**Records to use**
//! High-level circuit builder API.

use rustc_hash::FxHashMap;
use serde::{Deserialize, Serialize};

use crate::error::{IrError, IrResult};
use crate::gate::StandardGate;
use crate::instruction::{Instruction, InstructionKind};
use crate::qubit::{ClbitId, QubitId};

/// A quantum circuit.
///
/// A validated, ordered sequence of instructions over a fixed number of
/// qubits and classical bits. The builder methods mirror the gate set and
/// return `&mut Self` so calls can be chained.
#[derive(Debug, Clone, Serialize, Deserialize)]
pub struct Circuit {
    /// Name of the circuit.
    name: String,
    /// Number of qubits in the circuit.
    num_qubits: u32,
    /// Number of classical bits in the circuit.
    num_clbits: u32,
    /// The instruction sequence.
    instructions: Vec<Instruction>,
}

impl Circuit {
    /// Create a new empty circuit.
    pub fn new(name: impl Into<String>) -> Self {
        Self {
            name: name.into(),
            num_qubits: 0,
            num_clbits: 0,
            instructions: vec![],
        }
    }

    /// Create a circuit with a given number of qubits and classical bits.
    pub fn with_size(name: impl Into<String>, num_qubits: u32, num_clbits: u32) -> Self {
        Self {
            name: name.into(),
            num_qubits,
            num_clbits,
            instructions: vec![],
        }
    }

    /// Add a single qubit to the circuit.
    pub fn add_qubit(&mut self) -> QubitId {
        let id = QubitId(self.num_qubits);
        self.num_qubits += 1;
        id
    }

    /// Add a single classical bit to the circuit.
    pub fn add_clbit(&mut self) -> ClbitId {
        let id = ClbitId(self.num_clbits);
        self.num_clbits += 1;
        id
    }

    /// Append an instruction, validating its operands.
    ///
    /// Checks that every qubit and classical bit exists, that no qubit is
    /// repeated within the instruction, and that gate arity matches the
    /// operand count.
    pub fn apply(&mut self, instruction: Instruction) -> IrResult<()> {
        let gate_name = || Some(instruction.name().to_string());

        for &qubit in &instruction.qubits {
            if qubit.0 >= self.num_qubits {
                return Err(IrError::QubitNotFound {
                    qubit,
                    gate_name: gate_name(),
                });
            }
        }
        for &clbit in &instruction.clbits {
            if clbit.0 >= self.num_clbits {
                return Err(IrError::ClbitNotFound {
                    clbit,
                    gate_name: gate_name(),
                });
            }
        }
        for (i, &qubit) in instruction.qubits.iter().enumerate() {
            if instruction.qubits[..i].contains(&qubit) {
                return Err(IrError::DuplicateQubit {
                    qubit,
                    gate_name: gate_name(),
                });
            }
        }
        if let InstructionKind::Gate(gate) = instruction.kind {
            let got = u32::try_from(instruction.qubits.len()).unwrap_or(u32::MAX);
            if got != gate.num_qubits() {
                return Err(IrError::QubitCountMismatch {
                    gate_name: gate.name().to_string(),
                    expected: gate.num_qubits(),
                    got,
                });
            }
        }

        self.instructions.push(instruction);
        Ok(())
    }

    // =========================================================================
    // Single-qubit gates
    // =========================================================================

    /// Apply Hadamard gate.
    pub fn h(&mut self, qubit: QubitId) -> IrResult<&mut Self> {
        self.apply(Instruction::single_qubit_gate(StandardGate::H, qubit))?;
        Ok(self)
    }

    /// Apply Pauli-X gate.
    pub fn x(&mut self, qubit: QubitId) -> IrResult<&mut Self> {
        self.apply(Instruction::single_qubit_gate(StandardGate::X, qubit))?;
        Ok(self)
    }

    /// Apply Pauli-Y gate.
    pub fn y(&mut self, qubit: QubitId) -> IrResult<&mut Self> {
        self.apply(Instruction::single_qubit_gate(StandardGate::Y, qubit))?;
        Ok(self)
    }

    /// Apply Pauli-Z gate.
    pub fn z(&mut self, qubit: QubitId) -> IrResult<&mut Self> {
        self.apply(Instruction::single_qubit_gate(StandardGate::Z, qubit))?;
        Ok(self)
    }

    /// Apply S gate.
    pub fn s(&mut self, qubit: QubitId) -> IrResult<&mut Self> {
        self.apply(Instruction::single_qubit_gate(StandardGate::S, qubit))?;
        Ok(self)
    }

    /// Apply S-dagger gate.
    pub fn sdg(&mut self, qubit: QubitId) -> IrResult<&mut Self> {
        self.apply(Instruction::single_qubit_gate(StandardGate::Sdg, qubit))?;
        Ok(self)
    }

    /// Apply T gate.
    pub fn t(&mut self, qubit: QubitId) -> IrResult<&mut Self> {
        self.apply(Instruction::single_qubit_gate(StandardGate::T, qubit))?;
        Ok(self)
    }

    /// Apply T-dagger gate.
    pub fn tdg(&mut self, qubit: QubitId) -> IrResult<&mut Self> {
        self.apply(Instruction::single_qubit_gate(StandardGate::Tdg, qubit))?;
        Ok(self)
    }

    // =========================================================================
    // Two-qubit gates
    // =========================================================================

    /// Apply CNOT (CX) gate.
    pub fn cx(&mut self, control: QubitId, target: QubitId) -> IrResult<&mut Self> {
        self.apply(Instruction::two_qubit_gate(StandardGate::CX, control, target))?;
        Ok(self)
    }

    /// Apply CY gate.
    pub fn cy(&mut self, control: QubitId, target: QubitId) -> IrResult<&mut Self> {
        self.apply(Instruction::two_qubit_gate(StandardGate::CY, control, target))?;
        Ok(self)
    }

    /// Apply CZ gate.
    pub fn cz(&mut self, control: QubitId, target: QubitId) -> IrResult<&mut Self> {
        self.apply(Instruction::two_qubit_gate(StandardGate::CZ, control, target))?;
        Ok(self)
    }

    /// Apply controlled-Hadamard gate.
    pub fn ch(&mut self, control: QubitId, target: QubitId) -> IrResult<&mut Self> {
        self.apply(Instruction::two_qubit_gate(StandardGate::CH, control, target))?;
        Ok(self)
    }

    /// Apply SWAP gate.
    pub fn swap(&mut self, q1: QubitId, q2: QubitId) -> IrResult<&mut Self> {
        self.apply(Instruction::two_qubit_gate(StandardGate::Swap, q1, q2))?;
        Ok(self)
    }

    // =========================================================================
    // Three-qubit gates
    // =========================================================================

    /// Apply Toffoli (CCX) gate.
    pub fn ccx(&mut self, c1: QubitId, c2: QubitId, target: QubitId) -> IrResult<&mut Self> {
        self.apply(Instruction::gate(StandardGate::CCX, [c1, c2, target]))?;
        Ok(self)
    }

    /// Apply Fredkin (CSWAP) gate.
    pub fn cswap(&mut self, control: QubitId, t1: QubitId, t2: QubitId) -> IrResult<&mut Self> {
        self.apply(Instruction::gate(StandardGate::CSwap, [control, t1, t2]))?;
        Ok(self)
    }

    // =========================================================================
    // Other operations
    // =========================================================================

    /// Measure a qubit to a classical bit.
    pub fn measure(&mut self, qubit: QubitId, clbit: ClbitId) -> IrResult<&mut Self> {
        self.apply(Instruction::measure(qubit, clbit))?;
        Ok(self)
    }

    /// Measure all qubits to corresponding classical bits.
    ///
    /// Extends the classical register if it is smaller than the quantum one.
    pub fn measure_all(&mut self) -> IrResult<&mut Self> {
        while self.num_clbits < self.num_qubits {
            self.add_clbit();
        }
        for i in 0..self.num_qubits {
            self.apply(Instruction::measure(QubitId(i), ClbitId(i)))?;
        }
        Ok(self)
    }

    /// Reset a qubit to |0⟩.
    pub fn reset(&mut self, qubit: QubitId) -> IrResult<&mut Self> {
        self.apply(Instruction::reset(qubit))?;
        Ok(self)
    }

    /// Apply a barrier to specified qubits.
    pub fn barrier(&mut self, qubits: impl IntoIterator<Item = QubitId>) -> IrResult<&mut Self> {
        self.apply(Instruction::barrier(qubits))?;
        Ok(self)
    }

    /// Apply a barrier to all qubits.
    pub fn barrier_all(&mut self) -> IrResult<&mut Self> {
        let qubits: Vec<_> = (0..self.num_qubits).map(QubitId).collect();
        self.apply(Instruction::barrier(qubits))?;
        Ok(self)
    }

    // =========================================================================
    // Accessors
    // =========================================================================

    /// Get the circuit name.
    pub fn name(&self) -> &str {
        &self.name
    }

    /// Get the number of qubits.
    pub fn num_qubits(&self) -> usize {
        self.num_qubits as usize
    }

    /// Get the number of classical bits.
    pub fn num_clbits(&self) -> usize {
        self.num_clbits as usize
    }

    /// Get the instruction sequence.
    pub fn instructions(&self) -> &[Instruction] {
        &self.instructions
    }

    /// Get the number of operations (barriers excluded).
    pub fn num_ops(&self) -> usize {
        self.instructions.iter().filter(|i| !i.is_barrier()).count()
    }

    /// Get the circuit depth.
    ///
    /// The longest chain of gate/measure operations over any wire. Barriers
    /// synchronize the wires they touch but add no depth of their own.
    pub fn depth(&self) -> usize {
        let mut qubit_level: FxHashMap<QubitId, usize> = FxHashMap::default();
        let mut clbit_level: FxHashMap<ClbitId, usize> = FxHashMap::default();
        let mut max_depth = 0;

        for inst in &self.instructions {
            let level = inst
                .qubits
                .iter()
                .filter_map(|q| qubit_level.get(q))
                .chain(inst.clbits.iter().filter_map(|c| clbit_level.get(c)))
                .copied()
                .max()
                .unwrap_or(0);

            let level = if inst.is_barrier() { level } else { level + 1 };

            for &q in &inst.qubits {
                qubit_level.insert(q, level);
            }
            for &c in &inst.clbits {
                clbit_level.insert(c, level);
            }
            max_depth = max_depth.max(level);
        }

        max_depth
    }

    // =========================================================================
    // Pre-built circuits
    // =========================================================================

    /// Create a Bell state circuit.
    pub fn bell() -> IrResult<Self> {
        let mut circuit = Self::with_size("bell", 2, 2);
        circuit
            .h(QubitId(0))?
            .cx(QubitId(0), QubitId(1))?
            .measure(QubitId(0), ClbitId(0))?
            .measure(QubitId(1), ClbitId(1))?;
        Ok(circuit)
    }

    /// Create a GHZ state circuit.
    pub fn ghz(n: u32) -> IrResult<Self> {
        if n == 0 {
            return Ok(Self::new("ghz_0"));
        }

        let mut circuit = Self::with_size("ghz", n, n);
        circuit.h(QubitId(0))?;
        for i in 0..n - 1 {
            circuit.cx(QubitId(i), QubitId(i + 1))?;
        }
        for i in 0..n {
            circuit.measure(QubitId(i), ClbitId(i))?;
        }
        Ok(circuit)
    }
}

#[cfg(test)]
mod tests {
    use super::*;

    #[test]
    fn test_new_circuit() {
        let circuit = Circuit::new("test");
        assert_eq!(circuit.name(), "test");
        assert_eq!(circuit.num_qubits(), 0);
        assert_eq!(circuit.num_clbits(), 0);
    }

    #[test]
    fn test_circuit_with_size() {
        let circuit = Circuit::with_size("test", 3, 2);
        assert_eq!(circuit.num_qubits(), 3);
        assert_eq!(circuit.num_clbits(), 2);
    }

    #[test]
    fn test_add_bits() {
        let mut circuit = Circuit::new("test");
        assert_eq!(circuit.add_qubit(), QubitId(0));
        assert_eq!(circuit.add_qubit(), QubitId(1));
        assert_eq!(circuit.add_clbit(), ClbitId(0));
        assert_eq!(circuit.num_qubits(), 2);
        assert_eq!(circuit.num_clbits(), 1);
    }

    #[test]
    fn test_bell_state() {
        let circuit = Circuit::bell().unwrap();
        assert_eq!(circuit.num_qubits(), 2);
        assert_eq!(circuit.num_clbits(), 2);
        assert_eq!(circuit.depth(), 3); // H, CX, parallel measures
    }

    #[test]
    fn test_ghz_state() {
        let circuit = Circuit::ghz(5).unwrap();
        assert_eq!(circuit.num_qubits(), 5);
        assert_eq!(circuit.num_clbits(), 5);
        assert_eq!(circuit.num_ops(), 5 + 5); // H + 4 CX + 5 measures
    }

    #[test]
    fn test_fluent_api() {
        let mut circuit = Circuit::with_size("test", 2, 2);
        circuit
            .h(QubitId(0))
            .unwrap()
            .cx(QubitId(0), QubitId(1))
            .unwrap()
            .measure(QubitId(0), ClbitId(0))
            .unwrap()
            .measure(QubitId(1), ClbitId(1))
            .unwrap();

        assert_eq!(circuit.depth(), 3); // H, CX, parallel measures
    }

    #[test]
    fn test_unknown_qubit_rejected() {
        let mut circuit = Circuit::with_size("test", 1, 0);
        let err = circuit.h(QubitId(7)).unwrap_err();
        assert!(matches!(err, IrError::QubitNotFound { .. }));
    }

    #[test]
    fn test_duplicate_qubit_rejected() {
        let mut circuit = Circuit::with_size("test", 2, 0);
        let err = circuit.cx(QubitId(1), QubitId(1)).unwrap_err();
        assert!(matches!(err, IrError::DuplicateQubit { .. }));
    }

    #[test]
    fn test_gate_arity_enforced() {
        let mut circuit = Circuit::with_size("test", 3, 0);
        let err = circuit
            .apply(Instruction::gate(StandardGate::CX, [QubitId(0)]))
            .unwrap_err();
        assert!(matches!(err, IrError::QubitCountMismatch { .. }));
    }

    #[test]
    fn test_barrier_adds_no_depth() {
        let mut circuit = Circuit::with_size("test", 2, 0);
        circuit.h(QubitId(0)).unwrap();
        circuit.barrier_all().unwrap();
        circuit.x(QubitId(1)).unwrap();
        // X on q1 is forced after the barrier level of H, but barriers
        // themselves do not count.
        assert_eq!(circuit.depth(), 2);
    }

    #[test]
    fn test_measure_all_extends_clbits() {
        let mut circuit = Circuit::with_size("test", 3, 0);
        circuit.measure_all().unwrap();
        assert_eq!(circuit.num_clbits(), 3);
    }
}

**Requirement**
Would you print exactly, and only, the lines of the data above from the line with "for &qubit in" through the line with "for &clbit in", inclusive?

**Solution to the problem**
        for &qubit in &instruction.qubits {
            if qubit.0 >= self.num_qubits {
                return Err(IrError::QubitNotFound {
                    qubit,
                    gate_name: gate_name(),
                });
            }
        }
        for &clbit in &instruction.clbits {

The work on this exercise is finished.